As AI has progressed, it has come to rely more and more on data – which makes intuitive sense because more and more data are available (Dean, 2014). The latest advance that big data makes possible is to replace the careful engineering of models and features with very flexible general-purpose models that are trained on enormous amounts of data. The current generation of AI models represents the endpoint of that progression, with deep learning. Deep learning replaces a specialised model with a general deep neural network that encodes only the most high-level information (Goodfellow, Bengio, & Courville, 2016). For example, a neural network for image recognition will know which parts of a picture are near each other, while a neural network for automatic translation will know that it takes in a sequence of words and that it outputs a sequence of words. Everything else is learned by example.

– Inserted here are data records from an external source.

use uuid::Uuid;

use crate::application::error::{ServiceError, ServiceResult};
use crate::application::ports::blog_repository::BlogRepository;
use crate::domain::blog::post::{Comment, can_delete_comment, reply_root};

pub struct Comments<'a, R: BlogRepository + ?Sized> {
    pub repo: &'a R,
}

impl<'a, R: BlogRepository + ?Sized> Comments<'a, R> {
    pub async fn comment(&self, actor: Uuid, post_id: Uuid, body: &str) -> ServiceResult<Comment> {
        if self.repo.get_post(post_id).await?.is_none() {
            return Err(ServiceError::NotFound("post"));
        }
        Ok(self.repo.add_comment(post_id, actor, None, body).await?)
    }

    pub async fn reply(&self, actor: Uuid, comment_id: Uuid, body: &str) -> ServiceResult<Comment> {
        let target = self
            .repo
            .get_comment(comment_id)
            .await?
            .ok_or(ServiceError::NotFound("comment"))?;
        let root = reply_root(&target);
        Ok(self
            .repo
            .add_comment(target.post_id, actor, Some(root), body)
            .await?)
    }

    pub async fn delete(&self, actor: Uuid, comment_id: Uuid) -> ServiceResult<()> {
        let comment = self
            .repo
            .get_comment(comment_id)
            .await?
            .ok_or(ServiceError::NotFound("comment"))?;
        let post = self
            .repo
            .get_post(comment.post_id)
            .await?
            .ok_or(ServiceError::NotFound("post"))?;
        if !can_delete_comment(&comment, post.author.id, actor) {
            return Err(ServiceError::forbidden(
                "only the comment author or the post author can delete it",
            ));
        }
        self.repo.delete_comment(comment_id).await?;
        Ok(())
    }
}
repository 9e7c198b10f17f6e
//! Field-level request checks.
//!
//! Each route validates its payload through a [`Validator`] before the use
//! case runs; every failing rule is collected so callers see all problems at
//! once.

use once_cell::sync::Lazy;
use regex::Regex;

use crate::application::error::{FieldError, ServiceError};

static EMAIL_RE: Lazy<Regex> = Lazy::new(|| {
    Regex::new(r"^[A-Za-z0-9._%+-]+@[A-Za-z0-9.-]+\.[A-Za-z]{2,}$").expect("valid regex")
});

#[derive(Debug, Default)]
pub struct Validator {
    errors: Vec<FieldError>,
}

impl Validator {
    pub fn new() -> Self {
        Self::default()
    }

    pub fn push(&mut self, field: &str, message: impl Into<String>) -> &mut Self {
        self.errors.push(FieldError {
            field: field.to_string(),
            message: message.into(),
        });
        self
    }

    pub fn check(&mut self, ok: bool, field: &str, message: &str) -> &mut Self {
        if !ok {
            self.push(field, message);
        }
        self
    }

    /// Trimmed length within `min..=max` characters.
    pub fn length(&mut self, field: &str, value: &str, min: usize, max: usize) -> &mut Self {
        let len = value.trim().chars().count();
        if len < min {
            if min == 1 {
                self.push(field, "is required");
            } else {
                self.push(field, format!("must be at least {min} characters"));
            }
        } else if len > max {
            self.push(field, format!("must be at most {max} characters"));
        }
        self
    }

    pub fn optional_length(
        &mut self,
        field: &str,
        value: Option<&str>,
        min: usize,
        max: usize,
    ) -> &mut Self {
        if let Some(v) = value {
            self.length(field, v, min, max);
        }
        self
    }

    pub fn email(&mut self, field: &str, value: &str) -> &mut Self {
        if !EMAIL_RE.is_match(value.trim()) {
            self.push(field, "must be a valid email address");
        }
        self
    }

    pub fn range(&mut self, field: &str, value: i64, min: i64, max: i64) -> &mut Self {
        if value < min || value > max {
            self.push(field, format!("must be between {min} and {max}"));
        }
        self
    }

    pub fn one_of(&mut self, field: &str, value: &str, allowed: &[&str]) -> &mut Self {
        if !allowed.contains(&value) {
            self.push(field, format!("must be one of: {}", allowed.join(", ")));
        }
        self
    }

    pub fn finish(&mut self) -> Result<(), ServiceError> {
        if self.errors.is_empty() {
            Ok(())
        } else {
            Err(ServiceError::Validation(std::mem::take(&mut self.errors)))
        }
    }
}
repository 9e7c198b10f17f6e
pub mod http;
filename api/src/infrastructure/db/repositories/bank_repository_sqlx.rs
use async_trait::async_trait;
use sqlx::postgres::PgRow;
use sqlx::{Postgres, Row, Transaction as PgTransaction};
use uuid::Uuid;

use crate::application::pagination::PageRequest;
use crate::application::ports::bank_repository::{
    BankRepository, Movement, MovementOutcome, TransferOutcome, TransferRequest,
};
use crate::domain::bank::account::{Account, AccountKind, Transaction, TransactionKind};
use crate::infrastructure::db::PgPool;

const ACCOUNT_COLUMNS: &str = "id, owner_id, account_number, kind, currency, balance, created_at";
const TX_COLUMNS: &str = "id, account_id, kind, amount, balance_after, counterparty_account_id, reference, note, created_at";

pub struct SqlxBankRepository {
    pub pool: PgPool,
}

impl SqlxBankRepository {
    pub fn new(pool: PgPool) -> Self {
        Self { pool }
    }
}

fn map_account(r: &PgRow) -> anyhow::Result<Account> {
    Ok(Account {
        id: r.get("id"),
        owner_id: r.get("owner_id"),
        account_number: r.get("account_number"),
        kind: r.get::<String, _>("kind").parse::<AccountKind>()?,
        currency: r.get("currency"),
        balance: r.get("balance"),
        created_at: r.get("created_at"),
    })
}

fn map_tx(r: &PgRow) -> anyhow::Result<Transaction> {
    Ok(Transaction {
        id: r.get("id"),
        account_id: r.get("account_id"),
        kind: r.get::<String, _>("kind").parse()?,
        amount: r.get("amount"),
        balance_after: r.get("balance_after"),
        counterparty_account_id: r.get("counterparty_account_id"),
        reference: r.get("reference"),
        note: r.get("note"),
        created_at: r.get("created_at"),
    })
}

struct Ledger<'a> {
    account_id: Uuid,
    kind: TransactionKind,
    amount: i64,
    counterparty: Option<Uuid>,
    reference: &'a str,
    note: Option<&'a str>,
}

/// Adjusts the balance and writes the ledger row. Debits only apply while
/// the balance covers them; `None` means the account could not pay.
async fn post_entry(
    tx: &mut PgTransaction<'_, Postgres>,
    entry: Ledger<'_>,
) -> anyhow::Result<Option<Transaction>> {
    let delta = match entry.kind {
        TransactionKind::Deposit | TransactionKind::TransferIn => entry.amount,
        TransactionKind::Withdrawal | TransactionKind::TransferOut => -entry.amount,
    };
    let balance: Option<i64> = sqlx::query_scalar(
        r#"UPDATE bank_accounts SET balance = balance + $2
           WHERE id = $1 AND balance + $2 >= 0
           RETURNING balance"#,
    )
    .bind(entry.account_id)
    .bind(delta)
    .fetch_optional(&mut **tx)
    .await?;
    let Some(balance_after) = balance else {
        return Ok(None);
    };
    let row = sqlx::query(&format!(
        r#"INSERT INTO bank_transactions
               (account_id, kind, amount, balance_after, counterparty_account_id, reference, note)
           VALUES ($1, $2, $3, $4, $5, $6, $7)
           RETURNING {TX_COLUMNS}"#
    ))
    .bind(entry.account_id)
    .bind(entry.kind.as_str())
    .bind(entry.amount)
    .bind(balance_after)
    .bind(entry.counterparty)
    .bind(entry.reference)
    .bind(entry.note)
    .fetch_one(&mut **tx)
    .await?;
    Ok(Some(map_tx(&row)?))
}

#[async_trait]
impl BankRepository for SqlxBankRepository {
    async fn create_account(
        &self,
        owner_id: Uuid,
        account_number: &str,
        kind: AccountKind,
        currency: &str,
    ) -> anyhow::Result<Account> {
        let row = sqlx::query(&format!(
            r#"INSERT INTO bank_accounts (owner_id, account_number, kind, currency)
               VALUES ($1, $2, $3, $4)
               RETURNING {ACCOUNT_COLUMNS}"#
        ))
        .bind(owner_id)
        .bind(account_number)
        .bind(kind.as_str())
        .bind(currency)
        .fetch_one(&self.pool)
        .await?;
        map_account(&row)
    }

    async fn list_accounts(&self, owner_id: Uuid) -> anyhow::Result<Vec<Account>> {
        let rows = sqlx::query(&format!(
            "SELECT {ACCOUNT_COLUMNS} FROM bank_accounts WHERE owner_id = $1 ORDER BY created_at"
        ))
        .bind(owner_id)
        .fetch_all(&self.pool)
        .await?;
        rows.iter().map(map_account).collect()
    }

    async fn get_account(&self, id: Uuid) -> anyhow::Result<Option<Account>> {
        let row = sqlx::query(&format!(
            "SELECT {ACCOUNT_COLUMNS} FROM bank_accounts WHERE id = $1"
        ))
        .bind(id)
        .fetch_optional(&self.pool)
        .await?;
        row.as_ref().map(map_account).transpose()
    }

    async fn find_by_number(&self, account_number: &str) -> anyhow::Result<Option<Account>> {
        let row = sqlx::query(&format!(
            "SELECT {ACCOUNT_COLUMNS} FROM bank_accounts WHERE account_number = $1"
        ))
        .bind(account_number)
        .fetch_optional(&self.pool)
        .await?;
        row.as_ref().map(map_account).transpose()
    }

    async fn apply_movement(&self, movement: Movement<'_>) -> anyhow::Result<MovementOutcome> {
        let mut tx = self.pool.begin().await?;
        let posted = post_entry(
            &mut tx,
            Ledger {
                account_id: movement.account_id,
                kind: movement.kind,
                amount: movement.amount,
                counterparty: None,
                reference: movement.reference,
                note: movement.note,
            },
        )
        .await?;
        match posted {
            Some(t) => {
                tx.commit().await?;
                Ok(MovementOutcome::Applied(t))
            }
            None => {
                tx.rollback().await?;
                Ok(MovementOutcome::InsufficientFunds)
            }
        }
    }

    async fn transfer(&self, req: TransferRequest<'_>) -> anyhow::Result<TransferOutcome> {
        let mut tx = self.pool.begin().await?;
        // Both rows are locked in id order up front so opposite transfers
        // between the same pair of accounts cannot deadlock.
        sqlx::query("SELECT id FROM bank_accounts WHERE id = ANY($1) ORDER BY id FOR UPDATE")
            .bind(vec![req.from_account_id, req.to_account_id])
            .fetch_all(&mut *tx)
            .await?;
        let debit = post_entry(
            &mut tx,
            Ledger {
                account_id: req.from_account_id,
                kind: TransactionKind::TransferOut,
                amount: req.amount,
                counterparty: Some(req.to_account_id),
                reference: req.debit_reference,
                note: req.note,
            },
        )
        .await?;
        let Some(debit) = debit else {
            tx.rollback().await?;
            return Ok(TransferOutcome::InsufficientFunds);
        };
        let credit = post_entry(
            &mut tx,
            Ledger {
                account_id: req.to_account_id,
                kind: TransactionKind::TransferIn,
                amount: req.amount,
                counterparty: Some(req.from_account_id),
                reference: req.credit_reference,
                note: req.note,
            },
        )
        .await?
        .ok_or_else(|| anyhow::anyhow!("credit to account {} was not applied", req.to_account_id))?;
        tx.commit().await?;
        Ok(TransferOutcome::Completed { debit, credit })
    }

    async fn list_transactions(
        &self,
        account_id: Uuid,
        page: PageRequest,
    ) -> anyhow::Result<(Vec<Transaction>, i64)> {
        let total: i64 =
            sqlx::query_scalar("SELECT COUNT(*) FROM bank_transactions WHERE account_id = $1")
                .bind(account_id)
                .fetch_one(&self.pool)
                .await?;
        let rows = sqlx::query(&format!(
            r#"SELECT {TX_COLUMNS} FROM bank_transactions WHERE account_id = $1
               ORDER BY created_at DESC, reference DESC
               LIMIT $2 OFFSET $3"#
        ))
        .bind(account_id)
        .bind(page.limit)
        .bind(page.offset())
        .fetch_all(&self.pool)
        .await?;
        let items = rows.iter().map(map_tx).collect::<anyhow::Result<Vec<_>>>()?;
        Ok((items, total))
    }
}
// Module layout (Clean Architecture style)
// - bootstrap: configuration and startup wiring
// - infrastructure: Postgres adapters
// - presentation: HTTP handlers and routing, one router per sub-app
// - application: ports, use cases and validation
// - domain: core models and business rules

pub mod application;
pub mod bootstrap;
pub mod domain;
pub mod infrastructure;
pub mod presentation;
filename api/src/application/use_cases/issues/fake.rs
use std::sync::Mutex;

use async_trait::async_trait;
use uuid::Uuid;

use crate::application::pagination::PageRequest;
use crate::application::ports::issues_repository::{
    IssueFilter, IssuesRepository, NewIssue, NewPullRequest,
};
use crate::application::testing::MemUsers;
use crate::domain::issues::issue::{Issue, IssueComment, IssueState};
use crate::domain::issues::pull_request::{PullRequest, PullRequestState};
use crate::domain::issues::repository::{Label, Repository};
use crate::domain::issues::timeline::TimelineEvent;
use crate::domain::users::user::UserSummary;

pub struct MemIssues {
    people: Vec<UserSummary>,
    repositories: Mutex<Vec<Repository>>,
    labels: Mutex<Vec<Label>>,
    issues: Mutex<Vec<Issue>>,
    comments: Mutex<Vec<IssueComment>>,
    pulls: Mutex<Vec<PullRequest>>,
    events: Mutex<Vec<TimelineEvent>>,
}

impl MemIssues {
    pub fn new(users: &MemUsers) -> Self {
        Self {
            people: users.summaries(),
            repositories: Mutex::default(),
            labels: Mutex::default(),
            issues: Mutex::default(),
            comments: Mutex::default(),
            pulls: Mutex::default(),
            events: Mutex::default(),
        }
    }

    fn person(&self, id: Uuid) -> UserSummary {
        self.people.iter().find(|p| p.id == id).cloned().unwrap()
    }

    fn update_issue_with(&self, id: Uuid, f: impl FnOnce(&mut Issue)) -> Option<Issue> {
        let mut issues = self.issues.lock().unwrap();
        issues.iter_mut().find(|i| i.id == id).map(|i| {
            f(i);
            i.clone()
        })
    }
}

#[async_trait]
impl IssuesRepository for MemIssues {
    async fn create_repository(
        &self,
        owner_id: Uuid,
        name: &str,
        description: Option<&str>,
    ) -> anyhow::Result<Option<Repository>> {
        let mut repos = self.repositories.lock().unwrap();
        if repos.iter().any(|r| r.owner.id == owner_id && r.name == name) {
            return Ok(None);
        }
        let r = Repository {
            id: Uuid::new_v4(),
            owner: self.person(owner_id),
            name: name.to_string(),
            description: description.map(str::to_string),
            created_at: chrono::Utc::now(),
        };
        repos.push(r.clone());
        Ok(Some(r))
    }
    async fn get_repository(&self, id: Uuid) -> anyhow::Result<Option<Repository>> {
        Ok(self.repositories.lock().unwrap().iter().find(|r| r.id == id).cloned())
    }
    async fn list_repositories(&self, _: Uuid) -> anyhow::Result<Vec<Repository>> {
        unimplemented!()
    }
    async fn create_label(&self, repository_id: Uuid, name: &str, color: &str) -> anyhow::Result<Option<Label>> {
        let mut labels = self.labels.lock().unwrap();
        if labels.iter().any(|l| l.repository_id == repository_id && l.name == name) {
            return Ok(None);
        }
        let l = Label {
            id: Uuid::new_v4(),
            repository_id,
            name: name.to_string(),
            color: color.to_string(),
        };
        labels.push(l.clone());
        Ok(Some(l))
    }
    async fn list_labels(&self, repository_id: Uuid) -> anyhow::Result<Vec<Label>> {
        Ok(self
            .labels
            .lock()
            .unwrap()
            .iter()
            .filter(|l| l.repository_id == repository_id)
            .cloned()
            .collect())
    }
    async fn get_label(&self, id: Uuid) -> anyhow::Result<Option<Label>> {
        Ok(self.labels.lock().unwrap().iter().find(|l| l.id == id).cloned())
    }
    async fn delete_label(&self, _: Uuid) -> anyhow::Result<bool> {
        unimplemented!()
    }
    async fn create_issue(&self, n: &NewIssue) -> anyhow::Result<Issue> {
        let labels = self
            .labels
            .lock()
            .unwrap()
            .iter()
            .filter(|l| n.label_ids.contains(&l.id))
            .cloned()
            .collect();
        let issue = Issue {
            id: Uuid::new_v4(),
            repository_id: n.repository_id,
            number: n.number,
            author: self.person(n.author_id),
            title: n.title.clone(),
            body: n.body.clone(),
            state: IssueState::Open,
            assignee: n.assignee_id.map(|id| self.person(id)),
            labels,
            created_at: chrono::Utc::now(),
            updated_at: chrono::Utc::now(),
            closed_at: None,
        };
        self.issues.lock().unwrap().push(issue.clone());
        Ok(issue)
    }
    async fn get_issue(&self, repository_id: Uuid, number: i64) -> anyhow::Result<Option<Issue>> {
        Ok(self
            .issues
            .lock()
            .unwrap()
            .iter()
            .find(|i| i.repository_id == repository_id && i.number == number)
            .cloned())
    }
    async fn list_issues(&self, _: Uuid, _: &IssueFilter, _: PageRequest) -> anyhow::Result<(Vec<Issue>, i64)> {
        unimplemented!()
    }
    async fn update_issue(&self, id: Uuid, title: Option<&str>, body: Option<&str>) -> anyhow::Result<Option<Issue>> {
        Ok(self.update_issue_with(id, |i| {
            if let Some(t) = title {
                i.title = t.to_string();
            }
            if let Some(b) = body {
                i.body = b.to_string();
            }
        }))
    }
    async fn set_issue_state(&self, id: Uuid, state: IssueState) -> anyhow::Result<Option<Issue>> {
        Ok(self.update_issue_with(id, |i| i.state = state))
    }
    async fn set_issue_assignee(&self, id: Uuid, assignee_id: Option<Uuid>) -> anyhow::Result<Option<Issue>> {
        let assignee = assignee_id.map(|a| self.person(a));
        Ok(self.update_issue_with(id, |i| i.assignee = assignee))
    }
    async fn attach_label(&self, issue_id: Uuid, label_id: Uuid) -> anyhow::Result<bool> {
        let label = self
            .labels
            .lock()
            .unwrap()
            .iter()
            .find(|l| l.id == label_id)
            .cloned()
            .unwrap();
        let mut attached = false;
        self.update_issue_with(issue_id, |i| {
            if !i.has_label(label_id) {
                i.labels.push(label);
                attached = true;
            }
        });
        Ok(attached)
    }
    async fn detach_label(&self, issue_id: Uuid, label_id: Uuid) -> anyhow::Result<bool> {
        let mut detached = false;
        self.update_issue_with(issue_id, |i| {
            detached = i.has_label(label_id);
            i.labels.retain(|l| l.id != label_id);
        });
        Ok(detached)
    }
    async fn add_comment(&self, issue_id: Uuid, author_id: Uuid, body: &str) -> anyhow::Result<IssueComment> {
        let c = IssueComment {
            id: Uuid::new_v4(),
            issue_id,
            author: self.person(author_id),
            body: body.to_string(),
            created_at: chrono::Utc::now(),
        };
        self.comments.lock().unwrap().push(c.clone());
        Ok(c)
    }
    async fn list_comments(&self, issue_id: Uuid) -> anyhow::Result<Vec<IssueComment>> {
        Ok(self
            .comments
            .lock()
            .unwrap()
            .iter()
            .filter(|c| c.issue_id == issue_id)
            .cloned()
            .collect())
    }
    async fn create_pull_request(&self, n: &NewPullRequest) -> anyhow::Result<PullRequest> {
        let pr = PullRequest {
            id: Uuid::new_v4(),
            repository_id: n.repository_id,
            number: n.number,
            author: self.person(n.author_id),
            title: n.title.clone(),
            body: n.body.clone(),
            head: n.head.clone(),
            base: n.base.clone(),
            state: PullRequestState::Open,
            created_at: chrono::Utc::now(),
            updated_at: chrono::Utc::now(),
            merged_at: None,
            closed_at: None,
        };
        self.pulls.lock().unwrap().push(pr.clone());
        Ok(pr)
    }
    async fn get_pull_request(&self, repository_id: Uuid, number: i64) -> anyhow::Result<Option<PullRequest>> {
        Ok(self
            .pulls
            .lock()
            .unwrap()
            .iter()
            .find(|p| p.repository_id == repository_id && p.number == number)
            .cloned())
    }
    async fn list_pull_requests(
        &self,
        _: Uuid,
        _: Option<PullRequestState>,
        _: PageRequest,
    ) -> anyhow::Result<(Vec<PullRequest>, i64)> {
        unimplemented!()
    }
    async fn set_pull_request_state(&self, id: Uuid, state: PullRequestState) -> anyhow::Result<Option<PullRequest>> {
        let mut pulls = self.pulls.lock().unwrap();
        Ok(pulls.iter_mut().find(|p| p.id == id).map(|p| {
            p.state = state;
            p.clone()
        }))
    }
    async fn append_event(&self, subject_id: Uuid, actor_id: Uuid, kind: &str, message: &str) -> anyhow::Result<()> {
        self.events.lock().unwrap().push(TimelineEvent {
            id: Uuid::new_v4(),
            subject_id,
            actor: self.person(actor_id),
            kind: kind.to_string(),
            message: message.to_string(),
            created_at: chrono::Utc::now(),
        });
        Ok(())
    }
    async fn timeline(&self, subject_id: Uuid) -> anyhow::Result<Vec<TimelineEvent>> {
        Ok(self
            .events
            .lock()
            .unwrap()
            .iter()
            .filter(|e| e.subject_id == subject_id)
            .cloned()
            .collect())
    }
}
use axum::{
    Json, Router,
    extract::{Path, Query, State},
    http::StatusCode,
    routing::{delete, get, patch, post},
};
use serde::{Deserialize, Serialize};
use utoipa::{IntoParams, ToSchema};
use uuid::Uuid;

use crate::application::ports::store_repository::{ProductFilter, ProductPatch};
use crate::application::use_cases::store::cart::ShoppingCart;
use crate::application::use_cases::store::catalog::{Catalog, ProductDraft};
use crate::application::use_cases::store::orders::Orders;
use crate::application::validation::Validator;
use crate::bootstrap::app_context::AppContext;
use crate::domain::rules::RuleViolation;
use crate::domain::store::cart::{Cart, CartLine};
use crate::domain::store::order::{Order, OrderLine, OrderStatus};
use crate::domain::store::product::{DepartmentCount, Product};
use crate::presentation::http::auth::AuthUser;
use crate::presentation::http::error::{ApiJson, ApiResult, ErrorBody};
use crate::presentation::http::{OrderPage, Page, PageParams, ProductPage, paged};

#[derive(Debug, Serialize, ToSchema)]
pub struct ProductResponse {
    pub id: Uuid,
    pub sku: String,
    pub name: String,
    pub description: String,
    pub department: String,
    pub price: i64,
    pub stock: i32,
    pub rating_avg: f64,
    pub rating_count: i64,
    pub created_at: chrono::DateTime<chrono::Utc>,
    pub updated_at: chrono::DateTime<chrono::Utc>,
}

impl From<Product> for ProductResponse {
    fn from(p: Product) -> Self {
        Self {
            id: p.id,
            sku: p.sku,
            name: p.name,
            description: p.description,
            department: p.department,
            price: p.price,
            stock: p.stock,
            rating_avg: p.rating_avg,
            rating_count: p.rating_count,
            created_at: p.created_at,
            updated_at: p.updated_at,
        }
    }
}
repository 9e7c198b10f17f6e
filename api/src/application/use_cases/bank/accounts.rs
use uuid::Uuid;

use crate::application::error::{ServiceError, ServiceResult};
use crate::application::pagination::{PageRequest, Paginated};
use crate::application::ports::bank_repository::{BankRepository, Movement, MovementOutcome};
use crate::application::ports::counter_repository::CounterRepository;
use crate::domain::bank::account::{
    Account, AccountKind, Transaction, TransactionKind, check_amount, normalize_currency,
};
use crate::domain::sequence;

pub struct BankAccounts<'a, R, C>
where
    R: BankRepository + ?Sized,
    C: CounterRepository + ?Sized,
{
    pub repo: &'a R,
    pub counters: &'a C,
}

impl<'a, R, C> BankAccounts<'a, R, C>
where
    R: BankRepository + ?Sized,
    C: CounterRepository + ?Sized,
{
    pub async fn open(
        &self,
        owner_id: Uuid,
        kind: AccountKind,
        currency: Option<&str>,
    ) -> ServiceResult<Account> {
        let currency = normalize_currency(currency)?;
        let seq = self.counters.next_value(sequence::BANK_ACCOUNT).await?;
        let number = sequence::account_number(seq);
        let account = self
            .repo
            .create_account(owner_id, &number, kind, &currency)
            .await?;
        tracing::info!(account_id = %account.id, owner_id = %owner_id, number = %account.account_number, "account_opened");
        Ok(account)
    }

    pub async fn list(&self, owner_id: Uuid) -> ServiceResult<Vec<Account>> {
        Ok(self.repo.list_accounts(owner_id).await?)
    }

    /// Accounts of other users are reported as missing.
    pub async fn get_owned(&self, owner_id: Uuid, id: Uuid) -> ServiceResult<Account> {
        match self.repo.get_account(id).await? {
            Some(acc) if acc.owner_id == owner_id => Ok(acc),
            _ => Err(ServiceError::NotFound("account")),
        }
    }

    pub async fn deposit(
        &self,
        owner_id: Uuid,
        id: Uuid,
        amount: i64,
        note: Option<&str>,
    ) -> ServiceResult<Transaction> {
        let account = self.get_owned(owner_id, id).await?;
        account.credit(amount)?;
        self.apply(account.id, TransactionKind::Deposit, amount, note)
            .await
    }

    pub async fn withdraw(
        &self,
        owner_id: Uuid,
        id: Uuid,
        amount: i64,
        note: Option<&str>,
    ) -> ServiceResult<Transaction> {
        let account = self.get_owned(owner_id, id).await?;
        account.debit(amount)?;
        self.apply(account.id, TransactionKind::Withdrawal, amount, note)
            .await
    }

    async fn apply(
        &self,
        account_id: Uuid,
        kind: TransactionKind,
        amount: i64,
        note: Option<&str>,
    ) -> ServiceResult<Transaction> {
        check_amount(amount)?;
        let seq = self.counters.next_value(sequence::BANK_TRANSACTION).await?;
        let reference = sequence::transaction_reference(seq);
        let outcome = self
            .repo
            .apply_movement(Movement {
                account_id,
                kind,
                amount,
                reference: &reference,
                note,
            })
            .await?;
        match outcome {
            MovementOutcome::Applied(tx) => {
                tracing::info!(account_id = %account_id, kind = %kind, amount, reference = %tx.reference, "account_movement");
                Ok(tx)
            }
            // balance changed between the check and the write
            MovementOutcome::InsufficientFunds => {
                Err(ServiceError::unprocessable("insufficient funds"))
            }
        }
    }

    pub async fn transactions(
        &self,
        owner_id: Uuid,
        id: Uuid,
        page: PageRequest,
    ) -> ServiceResult<Paginated<Transaction>> {
        let account = self.get_owned(owner_id, id).await?;
        let (items, total) = self.repo.list_transactions(account.id, page).await?;
        Ok(Paginated::new(items, page, total))
    }
}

While deep learning with neural networks today is the state-of-the-art machine learning technique, neural networks actually predate the invention of the computer, and were introduced as a simple model of the human brain by McCulloch and Pitts in 1943 (McCulloch and Pitts, 1943). Since then, the field of AI has had a stormy relationship with the idea.

A neural network consists of a collection of nodes, which are roughly analogous to neurons. Input nodes represent information coming into the neural network (such as text, images, or sound), while output nodes represent the conclusion the network draws from its input. There can also be one or more hidden layers, which represent internal processing. In the simplest form of network, the input layer is directly connected to the output layer. In more complicated networks, the input layer is connected to a hidden layer, which can be connected to another hidden layer, etc., which is finally connected to the output layer. Information flows through the connections. A neural network is “deep” if it has many hidden layers where each successive layer takes the resulting output from the fitness functions (special math-based “filters”) of the previous layer and employs it as a new set of input data for the next layer.

Neural networks, like other methods for machine learning, by themselves do not know how to learn from example. Solving the learning problem is why it took so long for neural networks to become the dominant machine learning technique. Along the way they were abandoned several times. A method to train neural networks without hidden layers was invented in the 50s, but by the end of the 60s it was clear that many relationships required hidden layers, which led to neural networks being abandoned. In the 70s a method to train neural networks with one hidden layer was invented (Gurney, 2014; Aggarwal, 2018). In theory, one hidden layer is enough, but in practice it frequently is not. The limitations of the one-hidden-layer approach led to neural networks being abandoned again in the 90s. All this changed in 2010. Then, incremental advances in computational power and technique allowed deep neural networks to be trained. They quickly superseded previous techniques of image recognition, voice recognition and automatic translation.

The secret to the success of deep neural networks is that the hidden layers allow the neural network to run the complex problem through the multi-layered “tunnel” of extremely large numbers of “filters”, where each filter represents a mathematical model (i.e., fitness function) adapted to solving the specific initial problem (such as multi-class classification or non-linear regression). For example, in image recognition, when running through multiple sets of filters, small details of the picture, such as “this is an edge”, are picked out on the lower levels of the neural network while big features, such as “this is a cat”, are picked out on the higher levels. The most remarkable property is that this behaviour is not programmed into the network – the network learns it from examples. This is only possible because today networks can be trained with tremendous amounts of data.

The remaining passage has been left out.